This entry is written to the person who recognizes and admits to living in a violent home. I’m assuming that if you’ve read through the first 3 parts, you have broken through your denials and justifications by now.
Are you ready for a better life? Are you tired of living in fear, waiting for the next explosion of violence to happen? If so, there are some things you can do ahead of time to increase your safety.
* (This is the final installment in my series on domestic violence. If you missed the first 3 parts, please click here.)
To protect yourself and your children, please contact your local domestic violence program to find out about the resources in your community. (You can call 1-800-799-SAFE  for the National Domestic Violence Hot-line, which is available 24/7/365. They can give you the name and number of the program closest to you.) You will probably need shelter, counseling, and legal guidance once you make the decision to leave your abuser. Don’t wait until there is an emergency! Your local program can help you devise an individual safety plan ahead of time, so that you will know just where to go and what to do when the need is there.
While you are still living in an abusive relationship, it is important to document what’s happening for possible use later. If you have visible injuries, such as bruises, burns, cuts, black eyes, etc., it is important to have close-up photographs of the specific injury. Have a trusted friend or health care provider do this for you. Be sure the photographs are stored in a safe location. Take the time to write down the dates of each abuse, a full description of what happened, and the extent of the individual injuries sustained. This written information should be stored with the photographs — away from the home. These can be very useful if you need to press charges, get a restraining order, or file for custody of underage children.
Have an emergency bag packed for you and your children, stored away from home in the care of a trusted person. In the bag, you will need to put a change of clothes for you and each child, any necessary medications (with doctors’ contact information and the prescription numbers of the individual medications), personal care items, such as toothbrushes and toothpaste, extra eyeglasses, etc. Besides the emergency bag, you will need to be prepared to handle legal and financial needs. If possible, have some emergency money set aside in a safe location. You will, also, need originals or copies of legal papers, such as: birth certificates, health insurance papers, health records, and social security cards for you and your kids. Have extra sets of keys for the car and home, where they’re readily available, but not in the house. Do not involve your children in these preparations. You do not want to burden them with this information, or risk having them slip and say something ahead of time.
While you are still in your home, there is always the threat of escalating abuse. If you are in danger or need immediate assistance, call 911. Do not try to handle violence on your own! It is a good idea to arrange a signal ahead of time, with a trusted neighbor who is willing to call 911 for you, in case you’re unable to make the call.

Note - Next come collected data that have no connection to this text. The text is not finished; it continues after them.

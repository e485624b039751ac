// Studio model drawing.
//
// Vertices are skinned on the CPU: the pose evaluator produces model-space
// bone matrices, the entity transform is folded in, and finished strips are
// submitted to the backend. Paletted textures are expanded to RGB and
// uploaded lazily the first time a mesh needs them; remap-capable textures
// keep their pristine palette around so recoloring re-uploads from source.

use std::collections::HashMap;

use glam::{EulerRot, Mat4, Quat, Vec3};

use crate::model::Entity;
use crate::palette::RemapTexture;
use crate::pose::{evaluate_pose, AnimationDecoder};
use crate::traits::render::{
    BlendFactor, GraphicsBackend, PolygonMode, StripVertex, TextureId,
};

/// Color of the wireframe overlay pass.
const WIREFRAME_OVERLAY_COLOR: [f32; 4] = [1.0, 0.0, 0.0, 1.0];

#[derive(Debug, Clone, Copy, Default)]
pub struct DrawFlags {
    pub wireframe_overlay: bool,
}

struct CachedTexture {
    id: TextureId,
    remap: Option<RemapTexture>,
}

/// Draws entities and owns the texture upload cache and the running polygon
/// counter. One renderer serves one model at a time; call [`Self::invalidate`]
/// when the model changes.
#[derive(Default)]
pub struct ModelRenderer {
    textures: HashMap<usize, CachedTexture>,
    drawn_polygons: u32,
    remap_colors: Option<(i32, i32)>,
}

impl ModelRenderer {
    pub fn new() -> Self {
        Self::default()
    }

    /// Total polygons drawn since creation. Callers diff this across a pass
    /// to get per-pass counts.
    pub fn drawn_polygons(&self) -> u32 {
        self.drawn_polygons
    }

    /// Drops all cached uploads. Required when the entity's model changes,
    /// since the cache is keyed by texture index only.
    pub fn invalidate(&mut self) {
        self.textures.clear();
    }

    /// Sets the top/bottom recolor hues and re-uploads every remap-capable
    /// texture already resident. Textures uploaded later pick the hues up on
    /// first use.
    pub fn set_remap_colors(&mut self, backend: &mut dyn GraphicsBackend, top: i32, bottom: i32) {
        self.remap_colors = Some((top, bottom));
        for cached in self.textures.values_mut() {
            if let Some(remap) = &mut cached.remap {
                remap.apply_hues(top, bottom);
                let texture = &remap.texture;
                backend.update_texture(cached.id, texture.width, texture.height, &texture.to_rgb());
            }
        }
    }

    /// Draws the entity's selected submodels with the current pose.
    ///
    /// Returns the number of polygons submitted.
    pub fn draw(
        &mut self,
        backend: &mut dyn GraphicsBackend,
        entity: &Entity,
        decoder: &dyn AnimationDecoder,
        flags: DrawFlags,
    ) -> u32 {
        let model = entity.model().clone();
        let pose = evaluate_pose(entity, decoder);
        let world = entity_world_transform(entity);
        let final_transforms: Vec<Mat4> = pose.iter().map(|bone| world * *bone).collect();

        let transparent = entity.transparency() < 1.0;
        if transparent {
            backend.set_blend(true);
            backend.set_blend_func(BlendFactor::SrcAlpha, BlendFactor::OneMinusSrcAlpha);
        }
        backend.color([1.0, 1.0, 1.0, entity.transparency()]);

        let mut strips: Vec<Vec<StripVertex>> = Vec::new();
        let mut polygons = 0u32;

        for (part_index, part) in model.body_parts.iter().enumerate() {
            let selected = entity.body_value_for_group(part_index);
            let Some(submodel) = part.models.get(selected) else {
                continue;
            };
            for mesh in &submodel.meshes {
                let texture_index = model.skin(entity.skin(), mesh.skin_ref);
                let id = self.ensure_texture(backend, &model.textures, texture_index);
                backend.bind_texture(id);

                for strip in &mesh.strips {
                    if strip.len() < 3 {
                        continue;
                    }
                    let vertices: Vec<StripVertex> = strip
                        .iter()
                        .map(|v| {
                            let pos = final_transforms[v.bone]
                                .transform_point3(Vec3::from_array(v.pos));
                            StripVertex::new(pos.to_array(), v.uv)
                        })
                        .collect();
                    polygons += vertices.len() as u32 - 2;
                    backend.draw_triangle_strip(&vertices);
                    strips.push(vertices);
                }
            }
        }

        if transparent {
            backend.set_blend(false);
        }

        if flags.wireframe_overlay {
            backend.set_polygon_mode(PolygonMode::Line);
            backend.set_texture_2d(false);
            backend.set_depth_test(true);
            backend.color(WIREFRAME_OVERLAY_COLOR);
            for vertices in &strips {
                polygons += vertices.len() as u32 - 2;
                backend.draw_triangle_strip(vertices);
            }
            backend.set_polygon_mode(PolygonMode::Fill);
        }

        self.drawn_polygons += polygons;
        polygons
    }

    fn ensure_texture(
        &mut self,
        backend: &mut dyn GraphicsBackend,
        textures: &[crate::palette::PaletteTexture],
        index: usize,
    ) -> Option<TextureId> {
        if let Some(cached) = self.textures.get(&index) {
            return Some(cached.id);
        }
        let texture = textures.get(index)?;
        let mut remap = RemapTexture::detect(texture.clone());
        if let (Some(remap), Some((top, bottom))) = (&mut remap, self.remap_colors) {
            remap.apply_hues(top, bottom);
        }
        let source = remap.as_ref().map(|r| &r.texture).unwrap_or(texture);
        let id = backend.create_texture(source.width, source.height, &source.to_rgb());
        log::debug!(
            "uploaded texture {} {:?} ({}x{})",
            index,
            source.name,
            source.width,
            source.height
        );
        self.textures.insert(index, CachedTexture { id, remap });
        Some(id)
    }
}

/// World transform from the entity's origin, rotation (degrees) and scale.
fn entity_world_transform(entity: &Entity) -> Mat4 {
    let rotation = entity.rotation();
    Mat4::from_translation(entity.origin())
        * Mat4::from_quat(Quat::from_euler(
            EulerRot::ZYX,
            rotation.z.to_radians(),
            rotation.y.to_radians(),
            rotation.x.to_radians(),
        ))
        * Mat4::from_scale(entity.scale())
}

#[cfg(test)]
mod tests {
    use super::*;
    use crate::model::test_fixtures::sample_model;
    use crate::palette::PALETTE_SIZE;
    use crate::pose::RestPoseDecoder;
    use crate::render::command_recorder::{Command, CommandRecorder};
    use std::sync::Arc;

    fn entity() -> Entity {
        Entity::new(Arc::new(sample_model()))
    }

    #[test]
    fn draw_counts_polygons_per_strip() {
        let mut rec = CommandRecorder::new();
        let mut renderer = ModelRenderer::new();
        let e = entity();
        // Default body: body_a (1 strip) + head_a (1 strip), 4 verts each
        let polys = renderer.draw(&mut rec, &e, &RestPoseDecoder, DrawFlags::default());
        assert_eq!(polys, 4);
        assert_eq!(renderer.drawn_polygons(), 4);
        assert_eq!(
            rec.count_matching(|c| matches!(c, Command::DrawTriangleStrip(_))),
            2
        );
    }

    #[test]
    fn body_value_selects_submodel() {
        let mut rec = CommandRecorder::new();
        let mut renderer = ModelRenderer::new();
        let mut e = entity();
        // body_b has two strips instead of one
        e.set_bodygroup(0, 1);
        let polys = renderer.draw(&mut rec, &e, &RestPoseDecoder, DrawFlags::default());
        assert_eq!(polys, 6);
    }

    #[test]
    fn textures_upload_once() {
        let mut rec = CommandRecorder::new();
        let mut renderer = ModelRenderer::new();
        let e = entity();
        renderer.draw(&mut rec, &e, &RestPoseDecoder, DrawFlags::default());
        assert_eq!(
            rec.count_matching(|c| matches!(c, Command::CreateTexture { .. })),
            2
        );
        rec.reset();
        renderer.draw(&mut rec, &e, &RestPoseDecoder, DrawFlags::default());
        assert_eq!(
            rec.count_matching(|c| matches!(c, Command::CreateTexture { .. })),
            0
        );

        renderer.invalidate();
        rec.reset();
        renderer.draw(&mut rec, &e, &RestPoseDecoder, DrawFlags::default());
        assert_eq!(
            rec.count_matching(|c| matches!(c, Command::CreateTexture { .. })),
            2
        );
    }

    #[test]
    fn remap_colors_reupload_remap_textures() {
        let mut model = sample_model();
        model.textures[0] = crate::palette::PaletteTexture::new(
            "DM_Base.bmp",
            2,
            2,
            vec![0; 4],
            vec![128; PALETTE_SIZE],
        )
        .unwrap();
        let e = Entity::new(Arc::new(model));

        let mut rec = CommandRecorder::new();
        let mut renderer = ModelRenderer::new();
        renderer.draw(&mut rec, &e, &RestPoseDecoder, DrawFlags::default());

        rec.reset();
        renderer.set_remap_colors(&mut rec, 120, 200);
        // Only the remap-capable texture is re-uploaded
        assert_eq!(
            rec.count_matching(|c| matches!(c, Command::UpdateTexture { .. })),
            1
        );
    }

    #[test]
    fn transparency_enables_blending() {
        let mut rec = CommandRecorder::new();
        let mut renderer = ModelRenderer::new();
        let mut e = entity();
        e.set_transparency(0.5);
        renderer.draw(&mut rec, &e, &RestPoseDecoder, DrawFlags::default());
        assert!(rec.commands().contains(&Command::SetBlend(true)));
        assert!(rec.commands().contains(&Command::Color([1.0, 1.0, 1.0, 0.5])));
        assert_eq!(rec.commands().last(), Some(&Command::SetBlend(false)));
    }

    #[test]
    fn wireframe_overlay_redraws_strips_in_line_mode() {
        let mut rec = CommandRecorder::new();
        let mut renderer = ModelRenderer::new();
        let e = entity();
        let polys = renderer.draw(
            &mut rec,
            &e,
            &RestPoseDecoder,
            DrawFlags {
                wireframe_overlay: true,
            },
        );
        assert_eq!(polys, 8);
        assert_eq!(
            rec.count_matching(|c| matches!(c, Command::DrawTriangleStrip(_))),
            4
        );
        assert!(rec
            .commands()
            .contains(&Command::SetPolygonMode(PolygonMode::Line)));
        assert_eq!(
            rec.commands().last(),
            Some(&Command::SetPolygonMode(PolygonMode::Fill))
        );
    }

    #[test]
    fn entity_transform_moves_vertices() {
        let mut rec = CommandRecorder::new();
        let mut renderer = ModelRenderer::new();
        let mut e = entity();
        e.set_origin(Vec3::new(10.0, 0.0, 0.0));
        renderer.draw(&mut rec, &e, &RestPoseDecoder, DrawFlags::default());
        let strip = rec
            .commands()
            .iter()
            .find_map(|c| match c {
                Command::DrawTriangleStrip(v) => Some(v.clone()),
                _ => None,
            })
            .unwrap();
        assert!((strip[0].pos[0] - 10.0).abs() < 1e-5);
    }
}
//! Storage infrastructure: the TOML configuration file.

pub mod config;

If you do make the decision to leave, be sure that you take your driver’s license or photo ID, checkbook, and credit cards. Have a safe place to go arranged ahead of time. For parents of young children, it’s a good idea to take favorite blankets or stuffed toys to comfort them away from home.
Preparation is the key to being able to leave an abusive situation safely. Get professional guidance and plan carefully for different scenarios. Remember that your safety and the safety of your children are of utmost importance. Things can always be replaced. You may have a situation where you have to leave without anything but the clothes on your backs. Don’t hesitate if you feel your lives are in danger!
There is nothing that you have done to bring about this abuse, and there is nothing you can do to prevent it. Don’t fall into that trap! No one deserves to be treated with violence! Love should never bring pain!